CDC plans secure Web site for health officials
In a coordinated attack May 20, terrorists released pneumonic plague in Denver and mustard gas in Ports-mouth, N.H., killing hundreds and injuring many more. Federal, state and local agencies scrambled to respond to the crisis and maintain communications as confusion and panic spread.
The attacks weren't real, of course. They were part of an exercise called Operation Topoff (for "top officials") conducted by the Justice Department and the Federal Emergency Management Agency, with the participation of many other federal, state and local agencies.
Among the lessons learned by one of the agencies involved, the Centers for Disease Control and Prevention, was that the public Web site maintained by CDC's Bioterrorism Preparedness and Response Program could not handle traffic from citizens and agencies seeking information.
As a result, CDC will create a Web site that, in the event of a suspected bioterrorist attack, will only be accessible by public health officials.
"We really needed a special secure Web site for state and local officials," said Joe Henderson, program director of the Bioterrorism Preparedness and Response Program. "We knew our public Web site would be inundated and crash. And we needed a secure Web site to maintain communications."
EDS is working on developing CDC's bioterrorism web site through a GWAC. It is not part of any other contract or procurement activity at CDC.
The bioterrorism site is part of the Health Alert Network, an electronic infrastructure designed to ensure that federal, state and local public health agencies have Internet access in a crisis. Although the new site is not complete, Henderson said it could be launched within 24 hours of an incident.
"These are things you need in a hurry. Emergency responders and managers aren't experts in terrorism. It's the public health folks who are," said Woody Fogg, director of the New Hampshire Office of Emergency Management.
Although there has not been a major bio-terrorism attack in this country, officials say the threat cannot be ignored. The 1995 sarin gas attack in the Tokyo subway and the discovery of a biological-weapons program in Iraq show that an attack can occur anytime, anywhere, terrorism experts say.

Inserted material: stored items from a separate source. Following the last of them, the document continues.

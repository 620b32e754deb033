//! Convergence monitoring for the fit objective.

use serde::Serialize;
use std::collections::VecDeque;

/// One monitored quantity.
#[derive(Debug, Clone)]
pub struct MonitoredVariable {
    name: &'static str,
    history: VecDeque<f64>,
    capacity: usize,
}

impl MonitoredVariable {
    fn new(name: &'static str, capacity: usize) -> Self {
        Self { name, history: VecDeque::with_capacity(capacity), capacity: capacity.max(2) }
    }

    fn push(&mut self, value: f64) {
        if self.history.len() == self.capacity {
            self.history.pop_front();
        }
        self.history.push_back(value);
    }

    /// Label
    pub fn name(&self) -> &'static str {
        self.name
    }

    /// Most recent value.
    pub fn last(&self) -> Option<f64> {
        self.history.back().copied()
    }

    /// Average change per call over the retained history.
    pub fn average_slope(&self) -> Option<f64> {
        let n = self.history.len();
        if n < 2 {
            return None;
        }
        let first = self.history.front()?;
        let last = self.history.back()?;
        Some((last - first) / (n - 1) as f64)
    }

    /// Retained values, oldest first.
    pub fn history(&self) -> impl Iterator<Item = f64> + '_ {
        self.history.iter().copied()
    }

    /// Number of retained values.
    pub fn len(&self) -> usize {
        self.history.len()
    }

    /// True when nothing was recorded.
    pub fn is_empty(&self) -> bool {
        self.history.is_empty()
    }
}

/// Snapshot of one monitored variable.
#[derive(Debug, Clone, Copy, PartialEq, Serialize)]
pub struct MonitorRow {
    /// Label
    pub name: &'static str,
    /// Most recent value
    pub last: f64,
    /// Average change per call
    pub average_slope: Option<f64>,
}

/// Total, stat and syst likelihood histories with a fixed capacity.
#[derive(Debug, Clone)]
pub struct ConvergenceMonitor {
    total: MonitoredVariable,
    stat: MonitoredVariable,
    syst: MonitoredVariable,
}

impl ConvergenceMonitor {
    /// Keep at most `capacity` values per variable.
    pub fn new(capacity: usize) -> Self {
        Self {
            total: MonitoredVariable::new("Total", capacity),
            stat: MonitoredVariable::new("Stat", capacity),
            syst: MonitoredVariable::new("Syst", capacity),
        }
    }

    /// Record one evaluation.
    pub fn record(&mut self, total: f64, stat: f64, syst: f64) {
        self.total.push(total);
        self.stat.push(stat);
        self.syst.push(syst);
    }

    /// Total likelihood
    pub fn total(&self) -> &MonitoredVariable {
        &self.total
    }

    /// Statistical term
    pub fn stat(&self) -> &MonitoredVariable {
        &self.stat
    }

    /// Penalty term
    pub fn syst(&self) -> &MonitoredVariable {
        &self.syst
    }

    /// One row per variable, empty before the first record.
    pub fn rows(&self) -> Vec<MonitorRow> {
        [&self.total, &self.stat, &self.syst]
            .into_iter()
            .filter_map(|v| {
                Some(MonitorRow { name: v.name, last: v.last()?, average_slope: v.average_slope() })
            })
            .collect()
    }
}
//! Propagator configuration schema and override merging.

use ns_core::{Error, Result};
use serde::{Deserialize, Serialize};
use serde_json::Value;

fn default_true() -> bool {
    true
}

fn default_prior() -> f64 {
    1.0
}

fn default_debug_events() -> usize {
    5
}

/// Model (or data) propagator configuration.
#[derive(Debug, Clone, Serialize, Deserialize)]
#[serde(rename_all = "camelCase")]
pub struct PropagatorConfig {
    /// Parameter groups
    #[serde(default)]
    pub parameter_set_list: Vec<ParameterSetConfig>,
    /// Sample definitions
    #[serde(default)]
    pub sample_set_config: SampleSetConfig,
    /// Values injected on the model after the nominal evaluation.
    #[serde(default)]
    pub parameter_injector_mc: Option<ParameterInjection>,
    /// Dump the first loaded events before throwing toys.
    #[serde(default)]
    pub debug_print_loaded_events: bool,
    /// Number of events printed per dump.
    #[serde(default = "default_debug_events")]
    pub debug_print_loaded_events_nb_per_sample: usize,
}

impl Default for PropagatorConfig {
    fn default() -> Self {
        Self {
            parameter_set_list: Vec::new(),
            sample_set_config: SampleSetConfig::default(),
            parameter_injector_mc: None,
            debug_print_loaded_events: false,
            debug_print_loaded_events_nb_per_sample: default_debug_events(),
        }
    }
}

impl PropagatorConfig {
    /// Parse from a JSON document.
    pub fn from_value(value: &Value) -> Result<Self> {
        serde_json::from_value(value.clone())
            .map_err(|e| Error::Config(format!("invalid propagator config: {e}")))
    }
}

/// One parameter group.
#[derive(Debug, Clone, Serialize, Deserialize)]
#[serde(rename_all = "camelCase")]
pub struct ParameterSetConfig {
    /// Set name
    pub name: String,
    /// Disabled sets contribute neither dials nor penalty.
    #[serde(default = "default_true")]
    pub is_enabled: bool,
    /// Fit in the eigenbasis of the prior covariance.
    #[serde(default)]
    pub use_eigen_decomposition: bool,
    /// Eigen parameters with `lambda / lambda_max` below this are fixed.
    #[serde(default)]
    pub eigen_value_threshold: Option<f64>,
    /// Prior covariance, row-major `N x N`.
    #[serde(default)]
    pub prior_covariance: Option<Vec<Vec<f64>>>,
    /// Parameters
    #[serde(default)]
    pub parameter_definitions: Vec<ParameterConfig>,
    /// Legacy: keep this set at prior when generating toys on the data side.
    #[serde(default)]
    pub mask_for_toy_generation: bool,
}

/// One fit parameter.
#[derive(Debug, Clone, Serialize, Deserialize)]
#[serde(rename_all = "camelCase")]
pub struct ParameterConfig {
    /// Parameter name
    pub name: String,
    /// Prior (nominal) value
    #[serde(default = "default_prior")]
    pub prior_value: f64,
    /// Prior width; defaults to `sqrt(cov[i][i])` when a covariance is given.
    #[serde(default)]
    pub std_dev: Option<f64>,
    /// Enabled flag
    #[serde(default = "default_true")]
    pub is_enabled: bool,
    /// Fixed parameters are not exposed to the minimizer.
    #[serde(default)]
    pub is_fixed: bool,
    /// Free parameters have no prior constraint.
    #[serde(default)]
    pub is_free: bool,
    /// Lower bound
    #[serde(default)]
    pub min_value: Option<f64>,
    /// Upper bound
    #[serde(default)]
    pub max_value: Option<f64>,
    /// Dials driven by this parameter.
    #[serde(default)]
    pub dial_set_definitions: Vec<DialSetConfig>,
}

/// Dial response model.
#[derive(Debug, Clone, Copy, Default, PartialEq, Eq, Serialize, Deserialize)]
pub enum DialType {
    /// Weight multiplier equals the parameter value.
    #[default]
    Normalization,
    /// Piecewise-linear response through `(xPoints, yPoints)`.
    Graph,
}

/// Dials attached to a parameter.
#[derive(Debug, Clone, Default, Serialize, Deserialize)]
#[serde(rename_all = "camelCase", default)]
pub struct DialSetConfig {
    /// Response model
    #[serde(alias = "type")]
    pub dial_type: DialType,
    /// Sample names; empty means every sample.
    pub apply_on_samples: Vec<String>,
    /// Graph knots (x)
    pub x_points: Vec<f64>,
    /// Graph knots (y)
    pub y_points: Vec<f64>,
    /// Only events with the variable inside `[min, max)` get the dial.
    pub apply_condition: Option<VariableRange>,
}

/// Half-open interval on one event variable.
#[derive(Debug, Clone, PartialEq, Serialize, Deserialize)]
#[serde(rename_all = "camelCase")]
pub struct VariableRange {
    /// Event variable name
    pub variable: String,
    /// Inclusive lower edge
    pub min: f64,
    /// Exclusive upper edge
    pub max: f64,
}

impl VariableRange {
    /// True when `value` lies in `[min, max)`.
    pub fn contains(&self, value: f64) -> bool {
        value >= self.min && value < self.max
    }
}

/// Sample list
#[derive(Debug, Clone, Default, Serialize, Deserialize)]
#[serde(rename_all = "camelCase", default)]
pub struct SampleSetConfig {
    /// Samples, in pairing order
    pub sample_list: Vec<SampleConfig>,
}

/// One analysis sample.
#[derive(Debug, Clone, Serialize, Deserialize)]
#[serde(rename_all = "camelCase")]
pub struct SampleConfig {
    /// Sample name
    pub name: String,
    /// Disabled samples are excluded from the stat likelihood.
    #[serde(default = "default_true")]
    pub is_enabled: bool,
    /// Binning definition
    #[serde(default)]
    pub binning: BinningConfig,
}

/// Binning definition: either 1D `edges` or explicit multi-dimensional `bins`.
#[derive(Debug, Clone, Default, Serialize, Deserialize)]
#[serde(rename_all = "camelCase", default)]
pub struct BinningConfig {
    /// Variables the bins are defined on.
    pub variables: Vec<String>,
    /// Consecutive edges for a single variable.
    pub edges: Vec<f64>,
    /// One `[lo, hi)` pair per variable, per bin.
    pub bins: Vec<Vec<[f64; 2]>>,
}

/// Parameter values to inject, grouped by parameter set.
#[derive(Debug, Clone, Default, PartialEq, Serialize, Deserialize)]
#[serde(rename_all = "camelCase", default)]
pub struct ParameterInjection {
    /// Per-set injections
    pub parameter_set_list: Vec<ParameterSetInjection>,
}

impl ParameterInjection {
    /// True when nothing would be injected.
    pub fn is_empty(&self) -> bool {
        self.parameter_set_list.is_empty()
    }
}

/// Injection for one parameter set.
#[derive(Debug, Clone, Default, PartialEq, Serialize, Deserialize)]
#[serde(rename_all = "camelCase", default)]
pub struct ParameterSetInjection {
    /// Target set name
    pub name: String,
    /// Positional values (all parameters of the set, in order).
    pub parameter_values: Vec<f64>,
    /// Named values.
    pub parameter_list: Vec<NamedValue>,
}

/// `{ name, value }` pair.
#[derive(Debug, Clone, PartialEq, Serialize, Deserialize)]
pub struct NamedValue {
    /// Parameter name
    pub name: String,
    /// Value to assign
    pub value: f64,
}

/// Merge `patch` into `base`.
///
/// Objects merge key by key. Arrays whose elements are objects with a `name`
/// field merge element-wise by name, unmatched patch elements are appended.
/// Everything else is replaced.
pub fn merge_override(base: &mut Value, patch: &Value) {
    match (base, patch) {
        (Value::Object(base_map), Value::Object(patch_map)) => {
            for (key, patch_value) in patch_map {
                match base_map.get_mut(key) {
                    Some(base_value) => merge_override(base_value, patch_value),
                    None => {
                        base_map.insert(key.clone(), patch_value.clone());
                    }
                }
            }
        }
        (Value::Array(base_list), Value::Array(patch_list)) if is_named_list(patch_list) => {
            for patch_entry in patch_list {
                let name = patch_entry.get("name");
                match base_list.iter_mut().find(|entry| entry.get("name") == name) {
                    Some(base_entry) => merge_override(base_entry, patch_entry),
                    None => base_list.push(patch_entry.clone()),
                }
            }
        }
        (base, patch) => *base = patch.clone(),
    }
}

fn is_named_list(list: &[Value]) -> bool {
    !list.is_empty() && list.iter().all(|v| v.get("name").is_some_and(Value::is_string))
}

Among the organizations that would be linked through the secure site are the Justice, Agriculture and Defense departments, and groups such as the American Society for Microbiology and the National Registry of Emergency Medical Technicians.
"The Internet offers the possibility to rapidly reach a large audience with information on diagnostics, treatment and other pertinent public health information," said Scott Lillibridge, director of the Bioterrorism Preparedness and Response Program in Atlanta.
But some experts say the government is not doing enough to ensure coordination among public health agencies.
"Part of it is a need for greater funding; part of it is a lack of the interelasticity of the public health community," said Frank Cilluffo, an expert on chemical and biological warfare at the Center for Strategic and International Studies, Washington, D.C. "The likelihood of a major biological event is low, but the consequences are too high to ignore."